» **Task brief**:
The lines wanted are those in the data below that include "HTTP".

» **Data extracted from a collection**:

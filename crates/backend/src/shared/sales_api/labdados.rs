use contracts::dashboards::d402_sales_overview::SaleRecord;

use super::{ProviderQuery, SalesApiError, SalesDataProvider};

/// Блокирующий HTTP-клиент для API продаж (labdados.com/produtos)
pub struct LabDadosClient {
    client: reqwest::blocking::Client,
    url: String,
}

impl LabDadosClient {
    /// Must be called outside of the async runtime (e.g. inside `spawn_blocking`)
    pub fn new(url: impl Into<String>) -> Result<Self, SalesApiError> {
        let client = reqwest::blocking::Client::builder()
            .timeout(None::<std::time::Duration>)
            .build()?;
        Ok(Self {
            client,
            url: url.into(),
        })
    }

    pub fn url(&self) -> &str {
        &self.url
    }
}

impl SalesDataProvider for LabDadosClient {
    fn fetch(&self, query: &ProviderQuery) -> Result<Vec<SaleRecord>, SalesApiError> {
        let params = query.params();
        tracing::debug!(
            "Sales API request: {} regiao='{}' ano='{}'",
            self.url,
            params[0].1,
            params[1].1
        );

        let response = self
            .client
            .get(&self.url)
            .header("Accept", "application/json")
            .query(&params)
            .send()?;

        let status = response.status();
        if !status.is_success() {
            let body = response.text().unwrap_or_default();
            tracing::error!("Sales API returned HTTP {}: {}", status.as_u16(), body);
            return Err(SalesApiError::Status {
                status: status.as_u16(),
                body,
            });
        }

        let body = response.text()?;
        let records: Vec<SaleRecord> = serde_json::from_str(&body)?;
        tracing::info!("Sales API returned {} records", records.len());
        Ok(records)
    }
}
//! Aggregate tables of the sales overview
//!
//! Every function here is pure: the tables depend only on the records passed in.

use chrono::{Datelike, NaiveDate};
use contracts::dashboards::d402_sales_overview::{
    CategoryRevenue, MonthlyRevenue, RevenueRange, SaleRecord, SellerSummary, StateRevenue,
};
use std::collections::{BTreeMap, BTreeSet, HashSet};

const MONTH_NAMES: [&str; 12] = [
    "January",
    "February",
    "March",
    "April",
    "May",
    "June",
    "July",
    "August",
    "September",
    "October",
    "November",
    "December",
];

/// Keeps only sales of the selected sellers; an empty selection keeps everything
pub fn filter_by_sellers(records: Vec<SaleRecord>, sellers: &BTreeSet<String>) -> Vec<SaleRecord> {
    if sellers.is_empty() {
        return records;
    }
    records
        .into_iter()
        .filter(|r| sellers.contains(&r.seller))
        .collect()
}

/// Distinct sellers in order of first appearance
pub fn unique_sellers(records: &[SaleRecord]) -> Vec<String> {
    let mut seen = HashSet::new();
    records
        .iter()
        .filter(|r| seen.insert(r.seller.as_str()))
        .map(|r| r.seller.clone())
        .collect()
}

pub fn total_revenue(records: &[SaleRecord]) -> f64 {
    records.iter().map(|r| r.price).sum()
}

/// Sum of price per key; keys come out in ascending order
fn sum_by<'a, F>(records: &'a [SaleRecord], key: F) -> BTreeMap<&'a str, f64>
where
    F: Fn(&'a SaleRecord) -> &'a str,
{
    let mut totals: BTreeMap<&str, f64> = BTreeMap::new();
    for record in records {
        *totals.entry(key(record)).or_insert(0.0) += record.price;
    }
    totals
}

/// Revenue per state, highest first, with the coordinates of the state's first sale
pub fn revenue_by_state(records: &[SaleRecord]) -> Vec<StateRevenue> {
    let mut coordinates: BTreeMap<&str, (f64, f64)> = BTreeMap::new();
    for record in records {
        coordinates
            .entry(record.state.as_str())
            .or_insert((record.lat, record.lon));
    }

    let mut rows: Vec<StateRevenue> = sum_by(records, |r| r.state.as_str())
        .into_iter()
        .map(|(state, revenue)| {
            let (lat, lon) = coordinates.get(state).copied().unwrap_or_default();
            StateRevenue {
                state: state.to_string(),
                lat,
                lon,
                revenue,
            }
        })
        .collect();
    // stable: equal revenues stay in state order
    rows.sort_by(|a, b| b.revenue.total_cmp(&a.revenue));
    rows
}

pub fn top_states(by_state: &[StateRevenue], n: usize) -> Vec<StateRevenue> {
    by_state.iter().take(n).cloned().collect()
}

fn month_start(date: NaiveDate) -> NaiveDate {
    date.with_day(1).unwrap_or(date)
}

fn next_month(start: NaiveDate) -> Option<NaiveDate> {
    let (year, month) = if start.month() == 12 {
        (start.year() + 1, 1)
    } else {
        (start.year(), start.month() + 1)
    };
    NaiveDate::from_ymd_opt(year, month, 1)
}

/// Revenue per calendar month, chronological
///
/// Covers every month from the first to the last sale; months without
/// sales in between carry zero revenue.
pub fn monthly_revenue(records: &[SaleRecord]) -> Vec<MonthlyRevenue> {
    let mut totals: BTreeMap<NaiveDate, f64> = BTreeMap::new();
    for record in records {
        *totals.entry(month_start(record.purchase_date)).or_insert(0.0) += record.price;
    }

    let (Some(&first), Some(&last)) = (totals.keys().next(), totals.keys().next_back()) else {
        return Vec::new();
    };

    let mut rows = Vec::new();
    let mut current = Some(first);
    while let Some(start) = current.filter(|s| *s <= last) {
        rows.push(MonthlyRevenue {
            month_start: start,
            year: start.year(),
            month: start.month(),
            month_name: MONTH_NAMES[start.month0() as usize].to_string(),
            revenue: totals.get(&start).copied().unwrap_or(0.0),
        });
        current = next_month(start);
    }
    rows
}

/// Y-axis range of the monthly chart, from the revenue column
pub fn revenue_range(monthly: &[MonthlyRevenue]) -> Option<RevenueRange> {
    let mut values = monthly.iter().map(|m| m.revenue);
    let first = values.next()?;
    let (min, max) = values.fold((first, first), |(lo, hi), v| (lo.min(v), hi.max(v)));
    Some(RevenueRange { min, max })
}

/// Revenue per product category, highest first
pub fn revenue_by_category(records: &[SaleRecord]) -> Vec<CategoryRevenue> {
    let mut rows: Vec<CategoryRevenue> = sum_by(records, |r| r.category.as_str())
        .into_iter()
        .map(|(category, revenue)| CategoryRevenue {
            category: category.to_string(),
            revenue,
        })
        .collect();
    rows.sort_by(|a, b| b.revenue.total_cmp(&a.revenue));
    rows
}

/// Sum and count of sales per seller, highest revenue first
pub fn seller_summary(records: &[SaleRecord]) -> Vec<SellerSummary> {
    let mut totals: BTreeMap<&str, (f64, usize)> = BTreeMap::new();
    for record in records {
        let entry = totals.entry(record.seller.as_str()).or_insert((0.0, 0));
        entry.0 += record.price;
        entry.1 += 1;
    }

    let mut rows: Vec<SellerSummary> = totals
        .into_iter()
        .map(|(seller, (revenue, sales_count))| SellerSummary {
            seller: seller.to_string(),
            revenue,
            sales_count,
        })
        .collect();
    rows.sort_by(|a, b| b.revenue.total_cmp(&a.revenue));
    rows
}

pub fn top_sellers(summary: &[SellerSummary], n: usize) -> Vec<SellerSummary> {
    summary.iter().take(n).cloned().collect()
}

» **Exercise answer**:
/// Блокирующий HTTP-клиент для API продаж (labdados.com/produtos)
            tracing::error!("Sales API returned HTTP {}: {}", status.as_u16(), body);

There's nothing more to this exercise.